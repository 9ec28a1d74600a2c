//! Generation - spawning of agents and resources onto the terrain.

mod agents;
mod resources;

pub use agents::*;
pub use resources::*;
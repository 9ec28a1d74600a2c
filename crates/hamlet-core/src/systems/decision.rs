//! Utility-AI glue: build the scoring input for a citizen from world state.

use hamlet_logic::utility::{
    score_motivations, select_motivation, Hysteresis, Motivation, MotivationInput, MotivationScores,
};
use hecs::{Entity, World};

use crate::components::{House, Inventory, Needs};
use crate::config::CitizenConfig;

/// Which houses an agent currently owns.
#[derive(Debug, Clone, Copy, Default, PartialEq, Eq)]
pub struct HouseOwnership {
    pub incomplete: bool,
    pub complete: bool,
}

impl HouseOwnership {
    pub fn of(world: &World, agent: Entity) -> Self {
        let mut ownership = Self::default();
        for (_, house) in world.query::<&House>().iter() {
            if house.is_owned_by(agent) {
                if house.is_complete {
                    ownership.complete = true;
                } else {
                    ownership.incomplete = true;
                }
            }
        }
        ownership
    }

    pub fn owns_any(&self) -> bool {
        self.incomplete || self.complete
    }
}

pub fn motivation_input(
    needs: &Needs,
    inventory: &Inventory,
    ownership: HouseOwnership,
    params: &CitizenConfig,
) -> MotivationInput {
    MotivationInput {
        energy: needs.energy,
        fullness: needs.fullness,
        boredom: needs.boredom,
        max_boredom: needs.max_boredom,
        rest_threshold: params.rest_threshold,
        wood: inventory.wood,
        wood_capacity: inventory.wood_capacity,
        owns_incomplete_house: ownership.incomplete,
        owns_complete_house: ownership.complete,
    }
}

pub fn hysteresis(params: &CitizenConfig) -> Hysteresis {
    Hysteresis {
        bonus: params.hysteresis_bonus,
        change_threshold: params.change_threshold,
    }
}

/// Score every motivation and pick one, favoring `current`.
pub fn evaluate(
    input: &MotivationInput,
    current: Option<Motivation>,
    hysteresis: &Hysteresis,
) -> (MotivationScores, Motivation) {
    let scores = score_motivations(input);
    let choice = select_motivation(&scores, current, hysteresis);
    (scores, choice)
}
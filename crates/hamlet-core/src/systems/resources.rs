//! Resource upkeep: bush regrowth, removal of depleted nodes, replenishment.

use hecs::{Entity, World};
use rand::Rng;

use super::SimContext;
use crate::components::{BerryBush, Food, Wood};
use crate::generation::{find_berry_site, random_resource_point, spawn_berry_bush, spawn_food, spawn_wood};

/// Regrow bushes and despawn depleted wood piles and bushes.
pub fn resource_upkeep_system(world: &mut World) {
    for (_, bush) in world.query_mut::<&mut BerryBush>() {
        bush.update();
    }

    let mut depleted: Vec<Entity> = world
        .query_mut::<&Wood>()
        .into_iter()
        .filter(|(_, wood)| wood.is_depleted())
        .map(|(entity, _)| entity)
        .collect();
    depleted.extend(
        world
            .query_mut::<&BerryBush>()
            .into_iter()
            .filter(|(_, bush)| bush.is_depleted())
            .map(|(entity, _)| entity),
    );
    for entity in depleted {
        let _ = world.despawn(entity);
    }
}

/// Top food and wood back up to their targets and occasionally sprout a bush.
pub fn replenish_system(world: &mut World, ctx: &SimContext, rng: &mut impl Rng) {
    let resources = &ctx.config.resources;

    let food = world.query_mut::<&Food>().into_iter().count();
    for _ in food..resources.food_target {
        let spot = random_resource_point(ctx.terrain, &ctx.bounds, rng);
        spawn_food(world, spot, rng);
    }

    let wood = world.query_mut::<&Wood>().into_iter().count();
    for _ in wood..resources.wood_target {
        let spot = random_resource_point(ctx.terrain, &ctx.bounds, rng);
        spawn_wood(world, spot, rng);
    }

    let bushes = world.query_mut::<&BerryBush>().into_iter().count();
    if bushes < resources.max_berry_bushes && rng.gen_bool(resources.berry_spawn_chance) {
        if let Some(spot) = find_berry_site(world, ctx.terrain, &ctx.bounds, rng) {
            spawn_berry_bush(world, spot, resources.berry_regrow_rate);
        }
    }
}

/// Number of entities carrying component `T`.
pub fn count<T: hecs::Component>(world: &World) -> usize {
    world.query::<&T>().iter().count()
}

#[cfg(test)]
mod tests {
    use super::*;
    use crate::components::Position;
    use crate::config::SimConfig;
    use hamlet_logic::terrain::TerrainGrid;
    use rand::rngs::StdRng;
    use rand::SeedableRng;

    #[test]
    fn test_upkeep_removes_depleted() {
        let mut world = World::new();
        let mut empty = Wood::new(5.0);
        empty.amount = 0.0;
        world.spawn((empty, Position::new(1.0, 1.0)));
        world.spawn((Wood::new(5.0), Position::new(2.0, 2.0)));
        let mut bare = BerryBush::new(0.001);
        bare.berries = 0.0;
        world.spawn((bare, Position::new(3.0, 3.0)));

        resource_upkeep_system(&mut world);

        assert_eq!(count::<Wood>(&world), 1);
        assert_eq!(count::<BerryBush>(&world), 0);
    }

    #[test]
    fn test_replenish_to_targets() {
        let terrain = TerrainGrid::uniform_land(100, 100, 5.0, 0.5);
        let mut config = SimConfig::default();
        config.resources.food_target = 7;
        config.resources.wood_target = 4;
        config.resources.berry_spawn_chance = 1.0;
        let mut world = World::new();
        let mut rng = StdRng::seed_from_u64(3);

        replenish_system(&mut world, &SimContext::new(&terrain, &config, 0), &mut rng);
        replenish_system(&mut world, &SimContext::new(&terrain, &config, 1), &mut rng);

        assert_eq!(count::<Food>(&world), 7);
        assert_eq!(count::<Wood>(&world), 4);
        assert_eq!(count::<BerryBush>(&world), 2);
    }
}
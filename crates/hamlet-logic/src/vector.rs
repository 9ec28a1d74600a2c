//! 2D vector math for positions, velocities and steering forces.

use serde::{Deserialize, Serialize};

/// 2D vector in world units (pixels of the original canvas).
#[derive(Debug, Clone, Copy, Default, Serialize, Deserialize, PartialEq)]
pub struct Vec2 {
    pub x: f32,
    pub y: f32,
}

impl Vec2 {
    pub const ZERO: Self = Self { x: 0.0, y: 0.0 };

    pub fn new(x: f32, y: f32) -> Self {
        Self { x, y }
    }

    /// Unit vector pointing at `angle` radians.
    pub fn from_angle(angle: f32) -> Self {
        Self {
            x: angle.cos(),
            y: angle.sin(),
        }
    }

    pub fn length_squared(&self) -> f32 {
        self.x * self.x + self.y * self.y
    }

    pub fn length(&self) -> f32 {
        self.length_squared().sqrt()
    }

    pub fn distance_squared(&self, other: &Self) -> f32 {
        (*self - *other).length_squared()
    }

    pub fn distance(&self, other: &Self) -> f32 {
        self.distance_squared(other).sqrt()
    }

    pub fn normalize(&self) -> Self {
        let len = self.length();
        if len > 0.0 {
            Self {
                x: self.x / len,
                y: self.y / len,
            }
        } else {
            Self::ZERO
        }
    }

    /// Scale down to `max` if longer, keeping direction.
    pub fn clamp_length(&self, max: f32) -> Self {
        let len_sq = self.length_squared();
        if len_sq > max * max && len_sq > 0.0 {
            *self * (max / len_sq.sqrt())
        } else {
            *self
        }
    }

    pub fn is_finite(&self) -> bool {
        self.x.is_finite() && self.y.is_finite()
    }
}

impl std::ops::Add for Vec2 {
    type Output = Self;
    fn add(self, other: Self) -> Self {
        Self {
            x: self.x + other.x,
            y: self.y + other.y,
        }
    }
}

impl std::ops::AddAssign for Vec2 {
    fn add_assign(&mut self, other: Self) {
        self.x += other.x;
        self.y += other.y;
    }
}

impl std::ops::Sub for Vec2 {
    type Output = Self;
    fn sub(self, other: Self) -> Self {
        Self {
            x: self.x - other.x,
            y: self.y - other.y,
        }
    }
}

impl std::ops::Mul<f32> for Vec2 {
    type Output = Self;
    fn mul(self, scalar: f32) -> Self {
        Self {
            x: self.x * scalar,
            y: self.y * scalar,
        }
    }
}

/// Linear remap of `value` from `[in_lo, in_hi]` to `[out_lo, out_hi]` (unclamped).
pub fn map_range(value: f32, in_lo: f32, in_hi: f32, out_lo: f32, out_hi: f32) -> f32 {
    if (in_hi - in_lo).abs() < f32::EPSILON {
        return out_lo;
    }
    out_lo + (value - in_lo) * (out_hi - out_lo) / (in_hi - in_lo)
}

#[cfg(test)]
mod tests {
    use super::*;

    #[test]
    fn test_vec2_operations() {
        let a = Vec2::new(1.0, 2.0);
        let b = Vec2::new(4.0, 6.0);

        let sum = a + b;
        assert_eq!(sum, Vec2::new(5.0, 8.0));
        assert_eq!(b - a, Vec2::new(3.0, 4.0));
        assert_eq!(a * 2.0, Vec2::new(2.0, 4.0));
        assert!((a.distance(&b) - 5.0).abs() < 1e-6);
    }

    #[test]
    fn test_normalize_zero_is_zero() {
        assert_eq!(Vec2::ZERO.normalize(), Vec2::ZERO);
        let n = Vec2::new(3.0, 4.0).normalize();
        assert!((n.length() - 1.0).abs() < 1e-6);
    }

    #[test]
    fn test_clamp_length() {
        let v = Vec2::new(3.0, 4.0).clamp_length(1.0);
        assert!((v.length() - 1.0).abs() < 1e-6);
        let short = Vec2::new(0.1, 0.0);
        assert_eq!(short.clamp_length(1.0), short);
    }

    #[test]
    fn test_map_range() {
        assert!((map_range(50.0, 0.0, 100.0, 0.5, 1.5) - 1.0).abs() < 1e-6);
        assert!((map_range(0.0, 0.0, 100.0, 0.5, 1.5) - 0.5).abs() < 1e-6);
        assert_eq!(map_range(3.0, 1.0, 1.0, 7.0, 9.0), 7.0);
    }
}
= = = =
Could you set down, word for word, only the lines above from the line with "assert_eq!(sum, Vec2::new(5.0, 8.0));" to the line with "let short = Vec2::new(0.1, 0.0);", including both?

Exercise solution >>
        assert_eq!(sum, Vec2::new(5.0, 8.0));
        assert_eq!(b - a, Vec2::new(3.0, 4.0));
        assert_eq!(a * 2.0, Vec2::new(2.0, 4.0));
        assert!((a.distance(&b) - 5.0).abs() < 1e-6);
    }

    #[test]
    fn test_normalize_zero_is_zero() {
        assert_eq!(Vec2::ZERO.normalize(), Vec2::ZERO);
        let n = Vec2::new(3.0, 4.0).normalize();
        assert!((n.length() - 1.0).abs() < 1e-6);
    }

    #[test]
    fn test_clamp_length() {
        let v = Vec2::new(3.0, 4.0).clamp_length(1.0);
        assert!((v.length() - 1.0).abs() < 1e-6);
        let short = Vec2::new(0.1, 0.0);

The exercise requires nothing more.